- [Collected data]
━━━━━━━━━━━━━━━━

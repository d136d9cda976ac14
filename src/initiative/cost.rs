//! Action costs: presets, custom costs and the interrupt surcharge
//!
//! Costs are ADDITIVE. Interrupting adds a flat surcharge; nothing scales.

use serde::{Deserialize, Serialize};
use std::fmt;
use std::str::FromStr;

use crate::core::config::RulesConfig;
use crate::core::error::{Result, TrackerError};

/// Named costs offered by the shell
#[derive(Debug, Clone, Copy, PartialEq, Eq, Hash, Serialize, Deserialize)]
pub enum ActionPreset {
    Action,
    BonusAction,
    Reaction,
    Dodge,
    Interact,
    // Movement
    Step,
    HalfSpeed,
    FullSpeed,
    DoubleSpeed,
    // Extra attack: cost per swing
    StandardAttack,
    TwoAttacks,
    ThreeAttacks,
    FourAttacks,
}

impl ActionPreset {
    pub fn all() -> &'static [ActionPreset] {
        &[
            ActionPreset::Action,
            ActionPreset::BonusAction,
            ActionPreset::Reaction,
            ActionPreset::Dodge,
            ActionPreset::Interact,
            ActionPreset::Step,
            ActionPreset::HalfSpeed,
            ActionPreset::FullSpeed,
            ActionPreset::DoubleSpeed,
            ActionPreset::StandardAttack,
            ActionPreset::TwoAttacks,
            ActionPreset::ThreeAttacks,
            ActionPreset::FourAttacks,
        ]
    }

    /// Cost before any interrupt surcharge
    pub fn nominal_cost(&self) -> u32 {
        match self {
            ActionPreset::Action => 6,
            ActionPreset::BonusAction => 3,
            ActionPreset::Reaction => 3,
            ActionPreset::Dodge => 3,
            ActionPreset::Interact => 2,

            ActionPreset::Step => 1,
            ActionPreset::HalfSpeed => 2,
            ActionPreset::FullSpeed => 3,
            ActionPreset::DoubleSpeed => 6,

            ActionPreset::StandardAttack => 6,
            ActionPreset::TwoAttacks => 3,
            ActionPreset::ThreeAttacks => 2,
            ActionPreset::FourAttacks => 1,
        }
    }

    /// Reaction and Dodge never pay the interrupt surcharge
    pub fn interrupt_exempt(&self) -> bool {
        matches!(self, ActionPreset::Reaction | ActionPreset::Dodge)
    }

    pub fn label(&self) -> &'static str {
        match self {
            ActionPreset::Action => "Action",
            ActionPreset::BonusAction => "Bonus Action",
            ActionPreset::Reaction => "Reaction",
            ActionPreset::Dodge => "Dodge",
            ActionPreset::Interact => "Interact",
            ActionPreset::Step => "5ft",
            ActionPreset::HalfSpeed => "Half Speed",
            ActionPreset::FullSpeed => "Full Speed",
            ActionPreset::DoubleSpeed => "Double Speed",
            ActionPreset::StandardAttack => "Standard Attack",
            ActionPreset::TwoAttacks => "2 Attacks (each)",
            ActionPreset::ThreeAttacks => "3 Attacks (each)",
            ActionPreset::FourAttacks => "4 Attacks (each)",
        }
    }

    /// Short name accepted by `FromStr`
    pub fn short_name(&self) -> &'static str {
        match self {
            ActionPreset::Action => "action",
            ActionPreset::BonusAction => "bonus",
            ActionPreset::Reaction => "reaction",
            ActionPreset::Dodge => "dodge",
            ActionPreset::Interact => "interact",
            ActionPreset::Step => "5ft",
            ActionPreset::HalfSpeed => "half",
            ActionPreset::FullSpeed => "full",
            ActionPreset::DoubleSpeed => "double",
            ActionPreset::StandardAttack => "attack",
            ActionPreset::TwoAttacks => "attack2",
            ActionPreset::ThreeAttacks => "attack3",
            ActionPreset::FourAttacks => "attack4",
        }
    }
}

impl fmt::Display for ActionPreset {
    fn fmt(&self, f: &mut fmt::Formatter<'_>) -> fmt::Result {
        f.write_str(self.label())
    }
}

impl FromStr for ActionPreset {
    type Err = String;

    fn from_str(s: &str) -> std::result::Result<Self, Self::Err> {
        let wanted = s.trim().to_lowercase();
        let alias = match wanted.as_str() {
            "bonus-action" | "bonus_action" => "bonus",
            "step" => "5ft",
            "attack1" => "attack",
            other => other,
        };
        ActionPreset::all()
            .iter()
            .copied()
            .find(|p| p.short_name() == alias)
            .ok_or_else(|| format!("unknown action '{}'", s.trim()))
    }
}

/// What a combatant is trying to pay for
#[derive(Debug, Clone, Copy, PartialEq, Eq, Serialize, Deserialize)]
pub enum ActionCost {
    Preset(ActionPreset),
    /// Free-form cost in `1..=initiative_max`, always subject to the surcharge
    Custom(u32),
}

impl ActionCost {
    /// Validate a raw custom cost against the configured ceiling. Zero,
    /// negative and oversized costs are rejected so that they can never reach
    /// the ledger.
    pub fn custom(raw: i64, max: u32) -> Result<Self> {
        if !(1..=i64::from(max)).contains(&raw) {
            return Err(TrackerError::InvalidCost(raw));
        }
        Ok(ActionCost::Custom(raw as u32))
    }

    pub fn nominal(&self) -> u32 {
        match self {
            ActionCost::Preset(preset) => preset.nominal_cost(),
            ActionCost::Custom(cost) => *cost,
        }
    }

    pub fn interrupt_exempt(&self) -> bool {
        match self {
            ActionCost::Preset(preset) => preset.interrupt_exempt(),
            ActionCost::Custom(_) => false,
        }
    }
}

impl From<ActionPreset> for ActionCost {
    fn from(preset: ActionPreset) -> Self {
        ActionCost::Preset(preset)
    }
}

impl FromStr for ActionCost {
    type Err = String;

    /// Either a preset short name or a positive number. The upper bound
    /// depends on the rules, so the tracker checks it when the cost is paid.
    fn from_str(s: &str) -> std::result::Result<Self, Self::Err> {
        if let Ok(raw) = s.trim().parse::<i64>() {
            return ActionCost::custom(raw, u32::MAX).map_err(|e| e.to_string());
        }
        s.parse::<ActionPreset>().map(ActionCost::Preset)
    }
}

/// Turns a nominal cost into the cost actually charged
///
/// A pure function of its arguments: interrupt mode is passed in, never read
/// from ambient state.
#[derive(Debug, Clone, Copy, PartialEq, Eq)]
pub struct ActionCostCalculator {
    surcharge: u32,
}

impl Default for ActionCostCalculator {
    fn default() -> Self {
        Self::from_rules(&RulesConfig::default())
    }
}

impl ActionCostCalculator {
    pub fn from_rules(rules: &RulesConfig) -> Self {
        Self {
            surcharge: rules.interrupt_surcharge,
        }
    }

    pub fn final_cost(&self, nominal: u32, interrupt_mode: bool, skip_interrupt_check: bool) -> u32 {
        if skip_interrupt_check || !interrupt_mode {
            nominal
        } else {
            nominal.saturating_add(self.surcharge)
        }
    }

    pub fn cost_of(&self, cost: ActionCost, interrupt_mode: bool) -> u32 {
        self.final_cost(cost.nominal(), interrupt_mode, cost.interrupt_exempt())
    }
}

#[cfg(test)]
mod tests {
    use super::*;

    #[test]
    fn test_interrupt_surcharge() {
        let calc = ActionCostCalculator::default();
        assert_eq!(calc.final_cost(6, true, false), 8);
        assert_eq!(calc.final_cost(6, false, false), 6);
    }

    #[test]
    fn test_exempt_actions_skip_surcharge() {
        let calc = ActionCostCalculator::default();
        assert_eq!(calc.final_cost(3, true, true), 3);
        assert_eq!(calc.cost_of(ActionPreset::Reaction.into(), true), 3);
        assert_eq!(calc.cost_of(ActionPreset::Dodge.into(), true), 3);
        assert_eq!(calc.cost_of(ActionPreset::BonusAction.into(), true), 5);
    }

    #[test]
    fn test_only_reaction_and_dodge_exempt() {
        let exempt: Vec<_> = ActionPreset::all()
            .iter()
            .filter(|p| p.interrupt_exempt())
            .collect();
        assert_eq!(exempt, vec![&ActionPreset::Reaction, &ActionPreset::Dodge]);
    }

    #[test]
    fn test_preset_costs() {
        assert_eq!(ActionPreset::Action.nominal_cost(), 6);
        assert_eq!(ActionPreset::Interact.nominal_cost(), 2);
        let movement: Vec<u32> = [
            ActionPreset::Step,
            ActionPreset::HalfSpeed,
            ActionPreset::FullSpeed,
            ActionPreset::DoubleSpeed,
        ]
        .iter()
        .map(|p| p.nominal_cost())
        .collect();
        assert_eq!(movement, vec![1, 2, 3, 6]);
        let attacks: Vec<u32> = [
            ActionPreset::StandardAttack,
            ActionPreset::TwoAttacks,
            ActionPreset::ThreeAttacks,
            ActionPreset::FourAttacks,
        ]
        .iter()
        .map(|p| p.nominal_cost())
        .collect();
        assert_eq!(attacks, vec![6, 3, 2, 1]);
    }

    #[test]
    fn test_custom_cost_bounds() {
        assert!(matches!(ActionCost::custom(0, 25), Err(TrackerError::InvalidCost(0))));
        assert!(matches!(ActionCost::custom(-3, 25), Err(TrackerError::InvalidCost(-3))));
        assert!(matches!(ActionCost::custom(26, 25), Err(TrackerError::InvalidCost(26))));
        assert_eq!(ActionCost::custom(1, 25).unwrap().nominal(), 1);
        assert_eq!(ActionCost::custom(25, 25).unwrap().nominal(), 25);
        assert!(!ActionCost::custom(4, 25).unwrap().interrupt_exempt());
    }

    #[test]
    fn test_custom_cost_follows_configured_max() {
        assert_eq!(ActionCost::custom(28, 30).unwrap().nominal(), 28);
        assert!(matches!(ActionCost::custom(31, 30), Err(TrackerError::InvalidCost(31))));
    }

    #[test]
    fn test_parse_costs() {
        assert_eq!("bonus".parse::<ActionPreset>(), Ok(ActionPreset::BonusAction));
        assert_eq!("Dodge".parse::<ActionPreset>(), Ok(ActionPreset::Dodge));
        assert_eq!("step".parse::<ActionPreset>(), Ok(ActionPreset::Step));
        assert!("fireball".parse::<ActionPreset>().is_err());

        assert_eq!("7".parse::<ActionCost>(), Ok(ActionCost::Custom(7)));
        assert_eq!(
            "attack3".parse::<ActionCost>(),
            Ok(ActionCost::Preset(ActionPreset::ThreeAttacks))
        );
        assert!("0".parse::<ActionCost>().is_err());
        assert_eq!("28".parse::<ActionCost>(), Ok(ActionCost::Custom(28)));
    }

    #[test]
    fn test_short_names_round_trip() {
        for preset in ActionPreset::all() {
            assert_eq!(preset.short_name().parse::<ActionPreset>(), Ok(*preset));
        }
    }
}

━━━━━━━━━━━━━━━━

- [Required work] Your task is to quote the lines above, beginning with the first and ending with the one that holds "use std::str::FromStr;".

- [Response to this task]
repository d136d9cda976ac14
filename src/initiative/cost.rs
//! Action costs: presets, custom costs and the interrupt surcharge
//!
//! Costs are ADDITIVE. Interrupting adds a flat surcharge; nothing scales.

use serde::{Deserialize, Serialize};
use std::fmt;
use std::str::FromStr;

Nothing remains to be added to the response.